Driving through Pikesville, one can easily recognize the Pikes Theater as one such example. It provides a visual link to the community's past. Crucial to the fabric of Pikesville's downtown, the theater stands as a monument to its evolution.
It seems odd that the Pikes Theater may soon be razed in order to make room for a new art center. Perhaps the theater could better be called a diamond in the rough, for the local community has failed to realize the value of this historic structure. As Pikesville commences its downtown revitalization project, it should carefully examine the preservation efforts undertaken by communities across the country, resulting in the rebirth and prospering of small downtowns.
The Pikes Theater must play a role in linking the past with the future. Let it not be forgotten, but rather serve as the focus of Pikesville's redevelopment.
Kari Nel Lang.
Editor: In his letter of Oct. 23, Robert C. Embry was absolutely correct to assert that those who oppose higher taxes are being short-sighted.
What else is it but short-sighted to think that by no longer funding early childhood education, dropout prevention and school lunch programs, we will save on taxes, when we will end up paying a lot more for the illiteracy, poverty and crime that neglect is sure to spawn?

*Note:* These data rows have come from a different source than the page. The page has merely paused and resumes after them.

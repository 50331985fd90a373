//! Consumption ledger (append-only history of consumption and waste).
//!
//! Pure domain logic only: no IO, no persistence concerns. Analytics read
//! from here; only the lifecycle engine writes.

pub mod ledger;
pub mod record;

pub use ledger::Ledger;
pub use record::ConsumptionRecord;
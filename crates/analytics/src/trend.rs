//! Calendar-aligned trend buckets.
//!
//! - `week`: 7 daily buckets starting at the Monday on/before "now".
//! - `month`: 4 buckets of day-of-month ranges 1-7, 8-14, 15-21, 22-end.
//! - `year`: 12 calendar-month buckets of the current year.
//!
//! Records are matched by calendar date only. A record that falls in no
//! bucket is dropped silently.

use chrono::{Datelike, Duration, NaiveDate, Weekday};
use serde::Serialize;

use larder_core::Money;
use larder_ledger::ConsumptionRecord;

use crate::period::Granularity;
use crate::scale::axis_ceiling;
use crate::timing::TimingBreakdown;

/// Identity of a trend bucket, independent of any display label.
#[derive(Debug, Clone, Copy, PartialEq, Eq, Hash, Serialize)]
#[serde(tag = "kind", content = "value", rename_all = "snake_case")]
pub enum BucketKey {
    Day(Weekday),
    /// 1..=4
    MonthWeek(u8),
    /// 1..=12
    Month(u32),
}

#[derive(Debug, Clone, PartialEq, Serialize)]
pub struct TrendBucket {
    pub key: BucketKey,
    /// First date covered (inclusive).
    pub start: NaiveDate,
    /// Last date covered (inclusive).
    pub end: NaiveDate,
    pub consumed: Money,
    pub wasted: Money,
    pub timing: TimingBreakdown,
}

impl TrendBucket {
    fn empty(key: BucketKey, start: NaiveDate, end: NaiveDate) -> Self {
        Self {
            key,
            start,
            end,
            consumed: Money::ZERO,
            wasted: Money::ZERO,
            timing: TimingBreakdown::default(),
        }
    }

    pub fn covers(&self, date: NaiveDate) -> bool {
        date >= self.start && date <= self.end
    }

    /// Stacked height: everything that left the kitchen in this bucket.
    pub fn total(&self) -> Money {
        self.consumed + self.wasted
    }

    fn add(&mut self, record: &ConsumptionRecord) {
        self.consumed += record.consumed_amount;
        self.wasted += record.wasted_amount;
        self.timing.record(record);
    }
}

#[derive(Debug, Clone, PartialEq, Serialize)]
pub struct TrendSeries {
    pub buckets: Vec<TrendBucket>,
    /// Nice-number ceiling for the value axis.
    pub axis_max: f64,
}

impl TrendSeries {
    /// Bucket `records` (already filtered to the current period) for `today`.
    pub fn build<'a>(
        granularity: Granularity,
        today: NaiveDate,
        records: impl IntoIterator<Item = &'a ConsumptionRecord>,
    ) -> Self {
        let mut buckets = bucket_layout(granularity, today);
        let mut dropped = 0usize;

        for record in records {
            let date = record.consumed_date.date_naive();
            match buckets.iter_mut().find(|b| b.covers(date)) {
                Some(bucket) => bucket.add(record),
                None => dropped += 1,
            }
        }
        if dropped > 0 {
            tracing::debug!(%granularity, dropped, "records outside every trend bucket");
        }

        let tallest = buckets
            .iter()
            .map(|b| b.total().to_f64())
            .fold(0.0, f64::max);

        Self {
            axis_max: axis_ceiling(granularity, tallest),
            buckets,
        }
    }
}

fn bucket_layout(granularity: Granularity, today: NaiveDate) -> Vec<TrendBucket> {
    match granularity {
        Granularity::Week => {
            let monday = today - Duration::days(i64::from(today.weekday().num_days_from_monday()));
            (0..7)
                .map(|offset| {
                    let day = monday + Duration::days(offset);
                    TrendBucket::empty(BucketKey::Day(day.weekday()), day, day)
                })
                .collect()
        }
        Granularity::Month => {
            let first = today.with_day(1).unwrap_or(today);
            let last = last_day_of_month(today);
            [(1u8, 0i64, 6i64), (2, 7, 13), (3, 14, 20)]
                .into_iter()
                .map(|(n, from, to)| {
                    TrendBucket::empty(
                        BucketKey::MonthWeek(n),
                        first + Duration::days(from),
                        first + Duration::days(to),
                    )
                })
                .chain(core::iter::once(TrendBucket::empty(
                    BucketKey::MonthWeek(4),
                    first + Duration::days(21),
                    last,
                )))
                .collect()
        }
        Granularity::Year => (1..=12)
            .filter_map(|month| {
                let start = NaiveDate::from_ymd_opt(today.year(), month, 1)?;
                Some(TrendBucket::empty(
                    BucketKey::Month(month),
                    start,
                    last_day_of_month(start),
                ))
            })
            .collect(),
    }
}

fn last_day_of_month(date: NaiveDate) -> NaiveDate {
    let (year, month) = if date.month() == 12 {
        (date.year() + 1, 1)
    } else {
        (date.year(), date.month() + 1)
    };
    NaiveDate::from_ymd_opt(year, month, 1)
        .and_then(|next| next.pred_opt())
        .unwrap_or(date)
}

This is the same mentality which believes we will save by no longer providing Medicaid coverage for the poor, when what we save in taxes we will spend on higher insurance premiums. Hospitals have already made it clear they will pass on unreimbursed costs of treating the poor to you and me.
And just wait until you see your home-owner's insurance premium after your company finds out there are fewer fire companies operating in town. In effect, what goes into your right pocket in tax savings comes out of your left in higher private costs. To refuse to see this is indeed short-sighted.
Mr. Embry is also correct to note that harping about government waste -- as if its elimination could actually offset the harm done by current budget cuts -- is really a distraction from the real issues.
Yes, there is waste in government, just as there is in the private sector. Let's not forget that the multi-billion dollar taxpayer bailout for the S&L fiasco is a result of private sector waste.